Copy all the lines of the data that include the word "bool".

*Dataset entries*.
───

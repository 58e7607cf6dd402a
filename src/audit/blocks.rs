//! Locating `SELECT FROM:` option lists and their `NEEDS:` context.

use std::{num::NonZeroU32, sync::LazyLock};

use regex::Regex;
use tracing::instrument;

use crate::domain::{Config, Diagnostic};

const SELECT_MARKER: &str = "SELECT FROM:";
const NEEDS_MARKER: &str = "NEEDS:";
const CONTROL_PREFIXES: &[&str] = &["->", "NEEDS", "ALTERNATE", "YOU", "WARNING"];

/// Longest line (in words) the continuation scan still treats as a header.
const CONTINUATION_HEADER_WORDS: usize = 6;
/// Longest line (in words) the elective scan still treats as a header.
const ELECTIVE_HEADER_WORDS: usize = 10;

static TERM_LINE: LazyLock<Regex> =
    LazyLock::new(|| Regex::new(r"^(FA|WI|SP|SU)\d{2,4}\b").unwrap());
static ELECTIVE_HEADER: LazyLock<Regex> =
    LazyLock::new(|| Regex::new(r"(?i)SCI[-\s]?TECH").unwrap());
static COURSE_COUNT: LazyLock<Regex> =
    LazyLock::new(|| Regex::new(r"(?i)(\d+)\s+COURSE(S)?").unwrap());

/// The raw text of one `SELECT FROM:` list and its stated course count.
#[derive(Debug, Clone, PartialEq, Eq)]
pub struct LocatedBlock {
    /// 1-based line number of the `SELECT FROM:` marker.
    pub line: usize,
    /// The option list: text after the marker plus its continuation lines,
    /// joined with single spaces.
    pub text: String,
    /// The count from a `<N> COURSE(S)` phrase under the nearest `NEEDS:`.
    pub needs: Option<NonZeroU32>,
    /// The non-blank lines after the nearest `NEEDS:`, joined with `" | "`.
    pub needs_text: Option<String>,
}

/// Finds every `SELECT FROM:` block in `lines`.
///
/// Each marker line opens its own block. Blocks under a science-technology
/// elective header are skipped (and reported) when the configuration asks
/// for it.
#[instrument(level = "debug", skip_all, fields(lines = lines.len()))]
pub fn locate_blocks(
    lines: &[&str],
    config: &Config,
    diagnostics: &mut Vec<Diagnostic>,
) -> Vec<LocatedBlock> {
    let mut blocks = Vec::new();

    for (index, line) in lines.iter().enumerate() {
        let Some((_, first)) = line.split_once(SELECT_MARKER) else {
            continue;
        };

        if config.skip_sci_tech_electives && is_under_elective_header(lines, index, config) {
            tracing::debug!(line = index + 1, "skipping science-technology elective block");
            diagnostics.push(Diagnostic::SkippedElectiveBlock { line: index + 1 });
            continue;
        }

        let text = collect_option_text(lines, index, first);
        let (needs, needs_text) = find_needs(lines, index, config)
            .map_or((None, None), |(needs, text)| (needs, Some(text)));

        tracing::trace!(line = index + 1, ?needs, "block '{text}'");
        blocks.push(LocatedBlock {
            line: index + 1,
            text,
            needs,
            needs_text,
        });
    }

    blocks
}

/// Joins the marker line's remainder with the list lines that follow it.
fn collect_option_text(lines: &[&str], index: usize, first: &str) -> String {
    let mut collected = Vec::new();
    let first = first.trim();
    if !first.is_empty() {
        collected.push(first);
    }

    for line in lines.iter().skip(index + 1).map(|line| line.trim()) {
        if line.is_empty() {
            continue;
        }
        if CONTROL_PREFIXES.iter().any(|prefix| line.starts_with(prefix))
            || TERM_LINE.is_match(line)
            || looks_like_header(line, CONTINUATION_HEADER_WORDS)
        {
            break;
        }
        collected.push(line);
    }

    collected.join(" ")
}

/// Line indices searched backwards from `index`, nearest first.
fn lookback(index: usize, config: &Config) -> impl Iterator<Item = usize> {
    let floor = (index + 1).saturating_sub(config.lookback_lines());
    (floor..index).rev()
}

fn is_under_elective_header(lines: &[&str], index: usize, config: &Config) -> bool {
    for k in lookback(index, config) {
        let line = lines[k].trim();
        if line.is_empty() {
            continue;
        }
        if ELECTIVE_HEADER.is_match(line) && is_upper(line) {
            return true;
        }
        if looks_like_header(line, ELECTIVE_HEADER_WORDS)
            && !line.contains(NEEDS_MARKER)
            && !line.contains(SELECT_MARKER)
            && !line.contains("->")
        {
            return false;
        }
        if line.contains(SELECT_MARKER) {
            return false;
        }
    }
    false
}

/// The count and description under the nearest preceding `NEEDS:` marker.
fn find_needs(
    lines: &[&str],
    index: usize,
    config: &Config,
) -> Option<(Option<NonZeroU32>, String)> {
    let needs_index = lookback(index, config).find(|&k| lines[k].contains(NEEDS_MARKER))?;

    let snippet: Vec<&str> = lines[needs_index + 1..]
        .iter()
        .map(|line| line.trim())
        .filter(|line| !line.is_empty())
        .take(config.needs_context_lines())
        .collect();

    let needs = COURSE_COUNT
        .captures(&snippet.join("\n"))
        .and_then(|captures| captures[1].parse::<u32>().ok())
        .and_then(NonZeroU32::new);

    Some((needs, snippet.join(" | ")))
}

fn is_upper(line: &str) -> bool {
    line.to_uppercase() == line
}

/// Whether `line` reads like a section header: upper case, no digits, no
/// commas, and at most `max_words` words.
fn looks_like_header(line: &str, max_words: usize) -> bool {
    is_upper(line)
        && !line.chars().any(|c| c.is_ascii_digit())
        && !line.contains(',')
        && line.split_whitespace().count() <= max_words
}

───

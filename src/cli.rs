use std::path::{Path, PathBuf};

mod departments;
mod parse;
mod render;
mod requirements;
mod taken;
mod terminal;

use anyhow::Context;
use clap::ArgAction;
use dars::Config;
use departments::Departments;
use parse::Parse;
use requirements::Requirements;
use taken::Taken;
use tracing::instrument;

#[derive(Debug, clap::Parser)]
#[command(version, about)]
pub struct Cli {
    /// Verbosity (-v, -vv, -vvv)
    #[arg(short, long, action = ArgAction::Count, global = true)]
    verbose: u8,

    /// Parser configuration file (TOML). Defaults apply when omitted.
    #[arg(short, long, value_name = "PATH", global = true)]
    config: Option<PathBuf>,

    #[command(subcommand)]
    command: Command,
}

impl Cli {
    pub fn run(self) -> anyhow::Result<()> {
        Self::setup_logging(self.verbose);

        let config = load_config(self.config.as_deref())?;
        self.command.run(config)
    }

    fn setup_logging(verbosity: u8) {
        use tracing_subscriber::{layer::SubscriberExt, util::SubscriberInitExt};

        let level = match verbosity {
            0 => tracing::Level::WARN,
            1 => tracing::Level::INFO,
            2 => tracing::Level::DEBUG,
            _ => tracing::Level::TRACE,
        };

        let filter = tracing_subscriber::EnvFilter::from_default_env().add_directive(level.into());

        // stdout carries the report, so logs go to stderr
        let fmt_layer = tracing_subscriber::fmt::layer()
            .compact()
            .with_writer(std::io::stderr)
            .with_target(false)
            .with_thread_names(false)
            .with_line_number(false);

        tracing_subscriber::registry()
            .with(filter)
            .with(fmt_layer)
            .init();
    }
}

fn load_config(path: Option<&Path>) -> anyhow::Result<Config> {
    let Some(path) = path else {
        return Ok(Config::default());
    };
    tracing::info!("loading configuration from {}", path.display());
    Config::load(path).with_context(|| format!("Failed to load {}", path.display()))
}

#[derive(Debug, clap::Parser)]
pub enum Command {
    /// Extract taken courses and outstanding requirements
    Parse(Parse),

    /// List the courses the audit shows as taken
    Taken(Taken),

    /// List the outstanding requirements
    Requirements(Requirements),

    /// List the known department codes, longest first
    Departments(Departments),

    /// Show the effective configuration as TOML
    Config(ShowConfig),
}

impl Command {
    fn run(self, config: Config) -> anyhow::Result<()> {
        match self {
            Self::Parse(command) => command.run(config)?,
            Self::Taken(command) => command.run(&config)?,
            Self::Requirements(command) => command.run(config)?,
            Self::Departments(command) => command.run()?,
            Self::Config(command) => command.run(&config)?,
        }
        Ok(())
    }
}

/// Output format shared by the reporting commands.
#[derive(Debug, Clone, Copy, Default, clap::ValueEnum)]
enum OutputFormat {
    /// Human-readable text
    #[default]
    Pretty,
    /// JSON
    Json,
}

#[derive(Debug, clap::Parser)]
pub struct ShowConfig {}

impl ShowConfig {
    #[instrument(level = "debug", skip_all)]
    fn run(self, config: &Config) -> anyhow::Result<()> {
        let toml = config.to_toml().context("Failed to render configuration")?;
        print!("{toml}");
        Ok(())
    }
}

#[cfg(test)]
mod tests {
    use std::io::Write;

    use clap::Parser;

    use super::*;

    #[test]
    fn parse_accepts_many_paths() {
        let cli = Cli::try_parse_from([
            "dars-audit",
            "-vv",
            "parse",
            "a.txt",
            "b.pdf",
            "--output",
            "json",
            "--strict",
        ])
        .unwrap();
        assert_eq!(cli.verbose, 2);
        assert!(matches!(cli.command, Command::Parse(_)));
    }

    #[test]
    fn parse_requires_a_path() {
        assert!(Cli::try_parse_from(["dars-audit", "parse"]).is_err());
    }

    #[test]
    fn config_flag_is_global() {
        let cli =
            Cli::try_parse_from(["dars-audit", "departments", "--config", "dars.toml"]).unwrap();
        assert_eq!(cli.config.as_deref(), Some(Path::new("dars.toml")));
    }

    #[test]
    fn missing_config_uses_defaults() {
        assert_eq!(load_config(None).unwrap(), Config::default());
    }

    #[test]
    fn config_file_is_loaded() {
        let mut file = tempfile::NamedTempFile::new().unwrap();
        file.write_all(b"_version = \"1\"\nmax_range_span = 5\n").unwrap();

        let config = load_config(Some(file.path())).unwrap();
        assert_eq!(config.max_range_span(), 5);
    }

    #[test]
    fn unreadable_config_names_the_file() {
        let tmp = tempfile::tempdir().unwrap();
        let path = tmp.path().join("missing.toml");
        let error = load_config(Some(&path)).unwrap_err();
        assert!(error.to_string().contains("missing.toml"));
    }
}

───

*ANSWER SPACE*.
fn is_under_elective_header(lines: &[&str], index: usize, config: &Config) -> bool {
fn is_upper(line: &str) -> bool {
fn looks_like_header(line: &str, max_words: usize) -> bool {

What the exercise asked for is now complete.